BEGIN Provided information

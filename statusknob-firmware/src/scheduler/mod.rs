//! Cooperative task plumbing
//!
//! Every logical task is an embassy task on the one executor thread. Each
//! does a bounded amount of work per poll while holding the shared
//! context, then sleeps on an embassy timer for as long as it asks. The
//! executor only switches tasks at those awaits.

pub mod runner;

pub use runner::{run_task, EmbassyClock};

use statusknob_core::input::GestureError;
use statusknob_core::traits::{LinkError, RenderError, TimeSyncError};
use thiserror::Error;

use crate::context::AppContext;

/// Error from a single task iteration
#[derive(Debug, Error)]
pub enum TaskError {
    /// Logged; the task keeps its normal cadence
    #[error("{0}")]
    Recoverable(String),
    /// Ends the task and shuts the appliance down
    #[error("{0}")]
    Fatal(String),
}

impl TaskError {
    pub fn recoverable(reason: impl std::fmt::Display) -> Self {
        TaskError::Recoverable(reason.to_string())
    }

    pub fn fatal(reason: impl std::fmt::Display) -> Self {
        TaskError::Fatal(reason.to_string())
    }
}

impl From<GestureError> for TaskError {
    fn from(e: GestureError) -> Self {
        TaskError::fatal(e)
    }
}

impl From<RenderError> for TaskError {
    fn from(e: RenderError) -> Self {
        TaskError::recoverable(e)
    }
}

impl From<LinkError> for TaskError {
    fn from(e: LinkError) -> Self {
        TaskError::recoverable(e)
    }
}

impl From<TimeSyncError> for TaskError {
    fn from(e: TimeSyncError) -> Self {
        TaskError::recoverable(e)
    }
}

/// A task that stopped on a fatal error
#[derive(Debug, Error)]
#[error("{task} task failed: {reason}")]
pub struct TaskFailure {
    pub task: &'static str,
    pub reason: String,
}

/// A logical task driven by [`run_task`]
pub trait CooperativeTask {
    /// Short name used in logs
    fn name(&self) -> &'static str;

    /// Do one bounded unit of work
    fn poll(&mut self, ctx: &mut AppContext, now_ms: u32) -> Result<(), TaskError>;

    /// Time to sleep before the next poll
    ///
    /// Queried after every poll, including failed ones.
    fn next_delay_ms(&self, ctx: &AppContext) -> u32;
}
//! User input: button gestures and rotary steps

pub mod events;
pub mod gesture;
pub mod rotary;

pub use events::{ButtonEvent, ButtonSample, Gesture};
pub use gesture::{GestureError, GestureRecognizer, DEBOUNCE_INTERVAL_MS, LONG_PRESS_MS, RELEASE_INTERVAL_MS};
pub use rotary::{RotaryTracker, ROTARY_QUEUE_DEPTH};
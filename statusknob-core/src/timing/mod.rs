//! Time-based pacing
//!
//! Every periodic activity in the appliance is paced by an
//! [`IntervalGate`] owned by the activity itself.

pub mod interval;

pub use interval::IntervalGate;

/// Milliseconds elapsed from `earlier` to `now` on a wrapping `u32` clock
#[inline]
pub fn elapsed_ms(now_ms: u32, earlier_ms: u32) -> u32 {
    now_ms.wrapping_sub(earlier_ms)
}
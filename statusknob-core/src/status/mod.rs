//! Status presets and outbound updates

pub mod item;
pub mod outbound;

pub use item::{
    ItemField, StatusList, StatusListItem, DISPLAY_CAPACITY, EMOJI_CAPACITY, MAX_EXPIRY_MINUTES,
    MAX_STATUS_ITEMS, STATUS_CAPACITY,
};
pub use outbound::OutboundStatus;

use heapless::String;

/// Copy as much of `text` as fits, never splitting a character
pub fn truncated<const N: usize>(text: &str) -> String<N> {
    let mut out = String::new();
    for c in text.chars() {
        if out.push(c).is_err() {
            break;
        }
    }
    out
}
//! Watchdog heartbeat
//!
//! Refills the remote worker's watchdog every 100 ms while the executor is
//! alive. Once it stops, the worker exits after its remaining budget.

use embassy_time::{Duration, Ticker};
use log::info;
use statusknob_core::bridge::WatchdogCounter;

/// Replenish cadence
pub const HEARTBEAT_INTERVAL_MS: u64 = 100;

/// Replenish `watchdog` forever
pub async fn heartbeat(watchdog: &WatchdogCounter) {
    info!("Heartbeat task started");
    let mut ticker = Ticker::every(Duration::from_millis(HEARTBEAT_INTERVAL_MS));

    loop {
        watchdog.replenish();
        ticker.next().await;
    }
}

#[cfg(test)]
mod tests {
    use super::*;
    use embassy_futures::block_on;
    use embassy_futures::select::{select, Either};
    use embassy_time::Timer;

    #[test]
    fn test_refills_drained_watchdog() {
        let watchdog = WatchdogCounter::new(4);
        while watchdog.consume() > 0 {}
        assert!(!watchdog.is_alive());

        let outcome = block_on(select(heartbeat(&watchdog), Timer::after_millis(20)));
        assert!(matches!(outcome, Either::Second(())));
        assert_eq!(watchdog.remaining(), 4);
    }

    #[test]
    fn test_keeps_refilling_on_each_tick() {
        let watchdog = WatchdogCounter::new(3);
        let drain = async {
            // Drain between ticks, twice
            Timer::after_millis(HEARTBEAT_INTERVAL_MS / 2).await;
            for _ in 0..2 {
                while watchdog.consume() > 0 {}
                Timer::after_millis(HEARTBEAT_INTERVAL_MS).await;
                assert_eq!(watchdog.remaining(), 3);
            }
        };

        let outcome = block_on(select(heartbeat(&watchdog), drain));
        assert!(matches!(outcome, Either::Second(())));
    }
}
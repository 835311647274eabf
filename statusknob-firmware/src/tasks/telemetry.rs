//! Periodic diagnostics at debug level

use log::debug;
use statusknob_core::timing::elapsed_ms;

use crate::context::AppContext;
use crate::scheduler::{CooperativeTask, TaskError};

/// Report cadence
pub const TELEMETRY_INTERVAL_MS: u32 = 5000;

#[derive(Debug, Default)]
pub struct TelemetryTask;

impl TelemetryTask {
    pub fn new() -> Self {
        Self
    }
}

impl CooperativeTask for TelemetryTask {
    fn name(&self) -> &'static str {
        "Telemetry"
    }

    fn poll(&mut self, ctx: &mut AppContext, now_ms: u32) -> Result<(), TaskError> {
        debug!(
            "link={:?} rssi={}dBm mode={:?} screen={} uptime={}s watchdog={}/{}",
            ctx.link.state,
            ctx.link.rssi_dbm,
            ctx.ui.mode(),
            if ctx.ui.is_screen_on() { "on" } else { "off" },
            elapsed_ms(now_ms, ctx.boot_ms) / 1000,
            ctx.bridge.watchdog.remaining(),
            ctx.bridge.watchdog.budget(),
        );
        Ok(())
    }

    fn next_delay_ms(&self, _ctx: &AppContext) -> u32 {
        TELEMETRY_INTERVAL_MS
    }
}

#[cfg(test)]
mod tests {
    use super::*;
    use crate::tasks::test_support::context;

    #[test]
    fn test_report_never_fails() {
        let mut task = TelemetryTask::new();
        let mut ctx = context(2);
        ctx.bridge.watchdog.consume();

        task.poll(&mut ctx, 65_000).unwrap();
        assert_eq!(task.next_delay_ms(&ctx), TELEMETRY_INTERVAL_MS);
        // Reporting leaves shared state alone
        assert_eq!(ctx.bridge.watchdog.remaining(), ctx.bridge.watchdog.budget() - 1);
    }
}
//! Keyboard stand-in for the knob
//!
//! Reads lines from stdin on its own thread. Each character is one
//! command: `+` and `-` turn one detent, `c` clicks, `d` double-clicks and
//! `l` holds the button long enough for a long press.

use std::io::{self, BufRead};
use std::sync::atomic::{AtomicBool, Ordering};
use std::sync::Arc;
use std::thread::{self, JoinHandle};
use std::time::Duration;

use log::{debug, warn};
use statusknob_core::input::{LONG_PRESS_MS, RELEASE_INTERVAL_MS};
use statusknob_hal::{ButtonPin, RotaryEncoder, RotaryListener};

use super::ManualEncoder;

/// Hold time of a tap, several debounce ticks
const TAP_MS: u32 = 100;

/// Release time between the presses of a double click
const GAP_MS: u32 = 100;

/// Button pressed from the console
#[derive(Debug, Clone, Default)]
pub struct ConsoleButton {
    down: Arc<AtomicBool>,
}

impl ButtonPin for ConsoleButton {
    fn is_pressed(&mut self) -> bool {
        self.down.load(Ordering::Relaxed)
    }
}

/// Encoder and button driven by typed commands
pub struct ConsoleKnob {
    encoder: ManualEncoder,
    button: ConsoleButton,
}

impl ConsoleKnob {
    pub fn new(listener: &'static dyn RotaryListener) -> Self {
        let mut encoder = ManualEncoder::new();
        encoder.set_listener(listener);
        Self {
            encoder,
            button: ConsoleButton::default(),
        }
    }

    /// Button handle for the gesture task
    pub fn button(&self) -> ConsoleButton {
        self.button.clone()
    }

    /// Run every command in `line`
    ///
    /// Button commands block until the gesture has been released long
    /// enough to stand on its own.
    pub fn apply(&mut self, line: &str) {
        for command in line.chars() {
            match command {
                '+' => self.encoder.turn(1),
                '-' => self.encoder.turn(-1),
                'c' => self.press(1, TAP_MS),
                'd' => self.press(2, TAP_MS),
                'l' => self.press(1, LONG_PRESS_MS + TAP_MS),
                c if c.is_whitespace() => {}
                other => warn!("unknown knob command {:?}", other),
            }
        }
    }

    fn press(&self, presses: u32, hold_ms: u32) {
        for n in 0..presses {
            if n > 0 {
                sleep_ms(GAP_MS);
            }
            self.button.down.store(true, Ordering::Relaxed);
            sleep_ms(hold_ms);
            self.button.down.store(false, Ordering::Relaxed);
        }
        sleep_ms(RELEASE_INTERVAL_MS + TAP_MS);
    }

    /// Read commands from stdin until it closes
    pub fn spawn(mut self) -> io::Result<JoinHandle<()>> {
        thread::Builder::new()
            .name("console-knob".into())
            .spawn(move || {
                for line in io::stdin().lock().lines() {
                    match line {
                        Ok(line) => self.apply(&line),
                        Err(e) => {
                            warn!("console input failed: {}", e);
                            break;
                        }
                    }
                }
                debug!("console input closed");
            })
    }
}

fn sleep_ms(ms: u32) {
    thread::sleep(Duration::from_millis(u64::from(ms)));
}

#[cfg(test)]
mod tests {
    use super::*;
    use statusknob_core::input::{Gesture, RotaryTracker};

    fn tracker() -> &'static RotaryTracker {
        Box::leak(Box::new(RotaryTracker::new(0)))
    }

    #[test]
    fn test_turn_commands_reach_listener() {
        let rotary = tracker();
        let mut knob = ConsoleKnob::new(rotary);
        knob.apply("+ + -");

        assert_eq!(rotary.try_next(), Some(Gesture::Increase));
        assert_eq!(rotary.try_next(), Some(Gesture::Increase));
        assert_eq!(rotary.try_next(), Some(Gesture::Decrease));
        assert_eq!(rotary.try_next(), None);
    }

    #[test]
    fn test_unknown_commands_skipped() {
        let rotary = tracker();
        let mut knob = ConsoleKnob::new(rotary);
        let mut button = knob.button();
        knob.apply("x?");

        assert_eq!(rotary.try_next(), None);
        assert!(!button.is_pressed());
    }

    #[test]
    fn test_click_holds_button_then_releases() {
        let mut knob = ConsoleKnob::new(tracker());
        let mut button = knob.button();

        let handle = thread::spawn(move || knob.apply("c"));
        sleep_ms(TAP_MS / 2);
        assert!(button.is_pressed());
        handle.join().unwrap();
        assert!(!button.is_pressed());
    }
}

END Provided information

■ Assignment
Which lines above contain "ConsoleKnob"? Show each of them.

■ Expected answer
pub struct ConsoleKnob {
impl ConsoleKnob {
        let mut knob = ConsoleKnob::new(rotary);
        let mut knob = ConsoleKnob::new(rotary);
        let mut knob = ConsoleKnob::new(tracker());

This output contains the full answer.